Мы с Таней слишком дорожим нашим отличием от обывателей, чтобы отличаться от них внешне. Приходит наша очередь уборки — и мусор я выношу чаще, а пол мою чище соседей. Есть (мы убеждены в этом) только один способ преодолеть метафизическую тьму советской действительности: принять на себя все, без изъятья. Кто сказал, что переполняющие поэта звуки освобождают его от общей для всех участи: стоять в очередях, чистить унитаз? Моя полудеревенская соседка не смыслит в уравнениях — поэтому я уступлю ей плиту и подотру после нее под раковиной. Мне больше дано. Романтическое презрение к быту, когда он так тяжел, — всего лишь пошлость, перекладывание на ближнего своей человеческой ноши… Но стирка! — зимой, в ледяной воде. Этого не забыть. Особенно — стирка пеленок. Стирал я их с неимоверной тщательностью, с поистине религиозным пылом, гладил — с обеих сторон.
Поначалу бедность нас не пугала, скорее воодушевляла. Много ли нам нужно, пока мы вместе? Лежанкой служил матрац, стоявший на четырех ящиках из-под пива. Один из двух шкафов при перевозке сломался и был кое-как сколочен гвоздями; шрам шел прямо через переднюю дверцу. Два ветхих письменных стола, две примитивных книжных полки без стекол, совсем ветхий обеденный стол — тот самый, с Пердека, с архитектурными ножками; карликовый холодильник с двадцатилетним стажем; две крохотных зарплаты — и непомерная вера в будущее…
В 1973 году мы с женой решили, что мы — толстовцы. Счастливый человек не верит в жестокость и зло, с радостью готов подставить другую щеку.

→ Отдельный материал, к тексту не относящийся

#[test]
fn minimal_proto3() {
    let proto = parse("syntax = \"proto3\";");
    let syntax = proto.syntax.unwrap();
    assert_eq!(syntax.version, "proto3");
    assert_eq!(syntax.meta.pos, pos(0, 1, 1));
    assert_eq!(syntax.meta.last_pos, pos(17, 1, 18));
    assert!(syntax.leading_comments.is_empty());
    assert!(syntax.inline_comment.is_none());
    assert!(proto.body.is_empty());
    assert_eq!(proto.meta.filename, "test.proto");
}

#[test]
fn missing_syntax_defaults_to_proto2() {
    // required labels only exist in proto2, so this parses
    let proto = parse("message M { required int32 a = 1; }");
    assert!(proto.syntax.is_none());
    match &only_message(&proto).body[0] {
        MessageBody::Field(field) => assert_eq!(field.label, Some(FieldLabel::Required)),
        other => panic!("expected a field, got {:?}", other),
    }
}

#[test]
fn syntax_errors() {
    assert!(matches!(
        parse_err("syntax = \"proto4\";"),
        ParseErrorKind::UnknownSyntax { found, .. } if found == "proto4"
    ));
    assert!(matches!(
        parse_err("syntax = 42;"),
        ParseErrorKind::UnexpectedToken { .. }
    ));
    assert!(matches!(
        parse_err("syntax = \"proto3\";\nsyntax = \"proto3\";"),
        ParseErrorKind::DuplicateSyntax { .. }
    ));
    assert!(matches!(
        parse_err("message M {}\nsyntax = \"proto2\";"),
        ParseErrorKind::MisplacedSyntax { .. }
    ));
}

#[test]
fn empty_input() {
    assert!(matches!(parse_err(""), ParseErrorKind::EmptyInput));
    assert!(matches!(parse_err(" \n\t "), ParseErrorKind::EmptyInput));
}

#[test]
fn comments_only_file() {
    let proto = parse("// hello\n// world\n");
    assert!(proto.syntax.is_none());
    assert_eq!(proto.body.len(), 2);
    assert!(matches!(
        &proto.body[0],
        ProtoBody::Comment(comment) if comment.raw == "// hello"
    ));
}

#[test]
fn imports() {
    let proto = parse(
        "syntax = \"proto3\";\n\
         import public \"other.proto\";\n\
         import weak \"weak.proto\";\n\
         import \"plain.proto\";",
    );
    let imports: Vec<_> = proto
        .body
        .iter()
        .map(|entry| match entry {
            ProtoBody::Import(import) => (import.modifier, import.location.as_str()),
            other => panic!("expected an import, got {:?}", other),
        })
        .collect();
    assert_eq!(
        imports,
        vec![
            (Some(ImportModifier::Public), "\"other.proto\""),
            (Some(ImportModifier::Weak), "\"weak.proto\""),
            (None, "\"plain.proto\""),
        ]
    );

    assert!(matches!(
        parse_err("import foo;"),
        ParseErrorKind::UnexpectedToken { expected, .. } if expected == "a string literal"
    ));
}

#[test]
fn packages() {
    let proto = parse("package foo.bar;");
    match &proto.body[0] {
        ProtoBody::Package(package) => assert_eq!(package.name, "foo.bar"),
        other => panic!("expected a package, got {:?}", other),
    }
}

#[test]
fn option_names_and_constants() {
    let cases = [
        ("option java_package = \"com.example.foo\";", "java_package", "\"com.example.foo\""),
        ("option (my_option).a = true;", "(my_option).a", "true"),
        ("option ext.(.foo.bar) = 42;", "ext.(.foo.bar)", "42"),
        ("option foo.(bar.baz).qux = ident;", "foo.(bar.baz).qux", "ident"),
        ("option foo = -1;", "foo", "-1"),
        ("option foo = 0.5;", "foo", "0.5"),
        ("option optimize_for = google.protobuf.SPEED;", "optimize_for", "google.protobuf.SPEED"),
        ("option (ext) = { foo: 5 };", "(ext)", "{ foo: 5 }"),
        ("option quz.(bar) = { foo: [blah] };", "quz.(bar)", "{ foo: [blah] }"),
    ];
    for (source, name, constant) in cases {
        let proto = parse(source);
        match &proto.body[0] {
            ProtoBody::Option(option) => {
                assert_eq!(option.name, name, "in {}", source);
                assert_eq!(option.constant, constant, "in {}", source);
            }
            other => panic!("expected an option, got {:?}", other),
        }
    }

    assert!(matches!(
        parse_err("option ;"),
        ParseErrorKind::UnexpectedToken { .. }
    ));
    assert!(matches!(
        parse_err("option foo = { x: 1"),
        ParseErrorKind::UnexpectedEof { .. }
    ));
}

Православная церковь не годилась, ладана мы не хотели; о других религиях и конфессиях и слуху не было; моралистические сочинения яснополянского старца в точности отвечали нашему аморфному духовному запросу.
У евреев, как я узнал потом, есть высказывание: семья выше синагоги. Иначе говоря, семья — основа веры, начало служения. Чему, кому? Праздный вопрос! Можно не отвечать на него и даже не задаваться им. Можно оставаться полным атеистом (возьмите хоть Заболоцкого), а всё-таки знать всем своим существом, что ты пребываешь в храме. Я причастился этого чувства. Открыл в свой черед, что отказ от мелкого эгоизма — ключ к блаженству. Жертвовать ради близких в малом и в большом, жертвовать главным, тем, что еще недавно составляло смысл твоей жизни, начиная со свободы, не исключая и самого вдохновения, — это ли не счастье, не свобода? Конечно, бес — тут как тут со своей шутовской подсказкой: «свобода — это рабство!» Он гол, оттого и хитер на выдумки. Скажет: дракон кусает себя за хвост; разумный эгоизм — не разумнее безумного и не в меньшей мере эгоизм; эгоизм — всегда разумен, любой эгоизм… Дай ему волю, Мефистофель еще многое нашепчет: что в храме нельзя находиться слишком долго, потому что в нем не живут; что равенство в супружестве так же недостижимо, как в дружбе, — даже еще более недостижимо; что упоительное желание ничего не скрывать от предмета твоей любви — кратчайший путь ко лжи; даже — что ложь составляет самую сущность и квинтэссенцию супружества, притом не французского, не внешнего супружества, о котором и говорить нечего, а самого что ни на есть русского, задушевного, по Толстому: что Китти и Левин не могут не лгать друг другу, сперва в мелочах, а дальше — больше… Мефистофель красноречив. Он, пожалуй, до того договорится, что формальное французское супружество — честнее и лучше русского, потому что дальше отстоит от храма, меньше обольщается насчет человеческой нашей природы. Последний же свой довод, самый убийственный, бес у Дарвина возьмет; скажет, что весь этот храм, все эти высокие поползновения совершенно так же запрограммированы в наших генах, как движения самые низменные и в той же мере неизбежные. И добавит: всё это уже было под солнцем; всё идет в одно место… Но мы ему не поверим.
Первый отказ был еще не мне дан, не из ОВИРа получен. Это был мой отказ. Я похерил большую науку, пришедшуюся мне не по карману; согласился на маленькую. В стихах неожиданно тоже оказался возможен минималистский подход. Моя муза сменила валторну на дудочку. «В жизни есть счастье! Много счастья…», — этот минималистский вздох старика Казановы был мною услышан в 1971 году очень вовремя; подоспел кстати. Годы отказа начались полосой совершенно лучезарной, временем счастливейшей легкости и безмятежности.